TASK GOAL:
Wherever a line in the records below contains "served", copy that line.
□ □ □
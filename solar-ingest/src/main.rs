use anyhow::Result;
use solar_core::{
    db::{MemoryMetricStore, MemorySiteRegistry, MetricStore, ReadingFeed, SiteRegistry, SiteStatsStore},
    domain::{RawReading, Reading},
};
use solar_ingest::{
    api::{self, AppState},
    config::AppConfig,
    metrics_server, observability,
    pipeline::Pipeline,
    registry,
    sinks::MetricStoreSink,
    sources::HttpReadingSource,
    transform::{KnownSiteFilter, ReadingNormalizer},
};
use std::sync::Arc;

#[tokio::main]
async fn main() -> Result<()> {
    observability::init_tracing();

    // Load configuration
    let cfg = AppConfig::load()?;

    // Start metrics server if configured
    if let Some(metrics_cfg) = &cfg.metrics {
        metrics_server::init(&metrics_cfg.bind_addr)?;
    }

    let store: Arc<dyn MetricStore> = Arc::new(MemoryMetricStore::new());
    let sites: Arc<dyn SiteRegistry> = Arc::new(MemorySiteRegistry::new());
    let stats = Arc::new(SiteStatsStore::new());
    let feed = Arc::new(ReadingFeed::new(cfg.feed.global_max_len, cfg.feed.site_max_len));

    registry::seed_sites(sites.as_ref(), store.as_ref(), &cfg.sites).await?;

    // Ingestion pipeline
    let source = HttpReadingSource::new(
        &cfg.ingest.http_bind_addr,
        sites.clone(),
        cfg.ingest.channel_capacity,
        cfg.pipeline.required_kinds.clone(),
        cfg.ingest.max_body_bytes,
        cfg.ingest.max_request_records,
    )
    .await?;
    let pipeline: Pipeline<_, RawReading, Reading, _> = Pipeline {
        source,
        normalize: Arc::new(ReadingNormalizer::new(cfg.pipeline.required_kinds.clone())),
        transforms: vec![Arc::new(KnownSiteFilter::new(sites.clone()))],
        sink: MetricStoreSink::new(store.clone(), stats.clone(), feed.clone()),
    };

    let state = AppState { store, stats, feed };

    // A stopped pipeline leaves ingestion answering 503; queries keep being served.
    let ingestion = tokio::spawn(async move {
        match pipeline.run().await {
            Ok(()) => tracing::warn!("ingestion pipeline ended"),
            Err(e) => tracing::error!(error = %e, "ingestion pipeline stopped"),
        }
    });

    let served = api::serve(&cfg.api.bind_addr, state).await;
    ingestion.abort();
    served
}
□ □ □
SOLUTION TO THIS EXERCISE:
    // A stopped pipeline leaves ingestion answering 503; queries keep being served.
    let served = api::serve(&cfg.api.bind_addr, state).await;
    served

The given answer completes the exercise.